Start with your TDEE, not a random number

The most common mistake people make when trying to lose weight is picking a calorie number out of thin air — usually something they read online like 1,200 or 1,500 kcal — without knowing whether it actually creates a deficit for their body.

For a 90kg, 6ft man who trains five days a week, 1,500 kcal is an extreme deficit that will cost him muscle. For a 55kg sedentary woman, 1,500 kcal might barely be below maintenance. The same number, opposite problems. The only way to arrive at the right figure is to start with your TDEE — your actual daily calorie burn — and subtract from there.

Calculate your TDEE first — then come back here

How to calculate your calorie target for weight loss

1
Find your TDEE
Use the TDEE calculator to get your total daily energy expenditure based on your height, weight, age, sex, and activity level.
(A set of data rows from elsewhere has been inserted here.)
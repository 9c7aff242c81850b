//! Context Traversal
//!
//! Walks outward from user-selected anchors (pages and blocks) through backlinks,
//! block references, `[[page]]` references and the block hierarchy, producing a
//! ranked, deduplicated and capped list of `ContextItem`s.
//!
//! Every query failure is logged and contributes nothing; the only early exit is
//! the soft wall-clock deadline, which returns whatever was collected so far.

use futures::future::{BoxFuture, FutureExt};
use std::collections::HashSet;
use std::time::Duration;
use tokio::time::Instant;
use tracing::{debug, info, warn};

use crate::graph::{Block, GraphQuery, Page};

use super::backlinks::{is_circular, select_backlinks, should_expand, ExpansionSignals, ScoredBacklink};
use super::item::{rank_items, ContextItem, ItemKind, ItemSource};
use super::options::TraversalOptions;
use super::tokens::{HeuristicEstimator, TokenEstimator};
use super::truncate::truncate_chars;

/// Upper bound on parent hops when walking towards the root
const MAX_ANCESTOR_WALK: usize = 256;

/// Builds context for anchors over one graph
pub struct ContextTraversal<'g> {
    graph: &'g dyn GraphQuery,
    options: TraversalOptions,
    estimator: &'g dyn TokenEstimator,
}

impl<'g> ContextTraversal<'g> {
    pub fn new(graph: &'g dyn GraphQuery, options: TraversalOptions) -> Self {
        Self {
            graph,
            options,
            estimator: &HeuristicEstimator,
        }
    }

    pub fn with_estimator(mut self, estimator: &'g dyn TokenEstimator) -> Self {
        self.estimator = estimator;
        self
    }

    pub fn options(&self) -> &TraversalOptions {
        &self.options
    }

    /// Traverse from the anchors and return ranked items, at most `max_items`.
    pub async fn build_context(&self, page_titles: &[String], block_ids: &[String]) -> Vec<ContextItem> {
        let mut run = TraversalRun::new(self.graph, &self.options, self.estimator);
        let mut items = Vec::new();

        for title in page_titles {
            if run.deadline_exceeded() {
                break;
            }
            items.extend(run.process_page(title, 0, ItemSource::UserSpecified).await);
        }
        for id in block_ids {
            if run.deadline_exceeded() {
                break;
            }
            items.extend(run.process_block(id, 0, ItemSource::UserSpecified).await);
        }

        let collected = items.len();
        rank_items(&mut items, self.options.max_items);
        debug!(
            anchors = page_titles.len() + block_ids.len(),
            collected,
            kept = items.len(),
            backlinks_processed = run.backlinks_processed,
            deadline_hit = run.deadline_hit,
            elapsed_ms = run.started.elapsed().as_millis() as u64,
            "Built context"
        );
        items
    }
}

/// Traverse with the default estimator
pub async fn build_context(
    graph: &dyn GraphQuery,
    page_titles: &[String],
    block_ids: &[String],
    options: &TraversalOptions,
) -> Vec<ContextItem> {
    ContextTraversal::new(graph, options.clone())
        .build_context(page_titles, block_ids)
        .await
}

/// Backlink text allowance for one page
struct BacklinkBudget {
    remaining_tokens: u32,
    expanded: usize,
}

/// State for a single `build_context` call; dropped when the call returns
struct TraversalRun<'a> {
    graph: &'a dyn GraphQuery,
    options: &'a TraversalOptions,
    estimator: &'a dyn TokenEstimator,
    visited_ids: HashSet<String>,
    /// Lowercased page titles
    visited_titles: HashSet<String>,
    started: Instant,
    deadline: Duration,
    deadline_hit: bool,
    backlinks_processed: usize,
}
This is the number of calories your body burns on a typical day.
2
Choose your deficit
Subtract 300 to 500 kcal from your TDEE for a sustainable deficit. A 500 kcal daily deficit produces roughly 0.5kg of fat loss per week. A 300 kcal deficit produces roughly 0.3kg — slower, but easier to sustain long-term.
3
Check the floor
Make sure your target does not fall below 1,200 kcal for women or 1,500 kcal for men. Eating below these levels significantly increases the risk of muscle loss and nutritional deficiencies.
4
Reassess every four to six weeks
As your weight drops, your TDEE drops too. Recalculate to keep your deficit accurate. Most weight loss plateaus happen because people forget this step.

Calorie targets by body size — reference guide

The table below shows approximate calorie targets for weight loss (500 kcal deficit from TDEE) at a moderate activity level, age 30. These are starting points, not prescriptions.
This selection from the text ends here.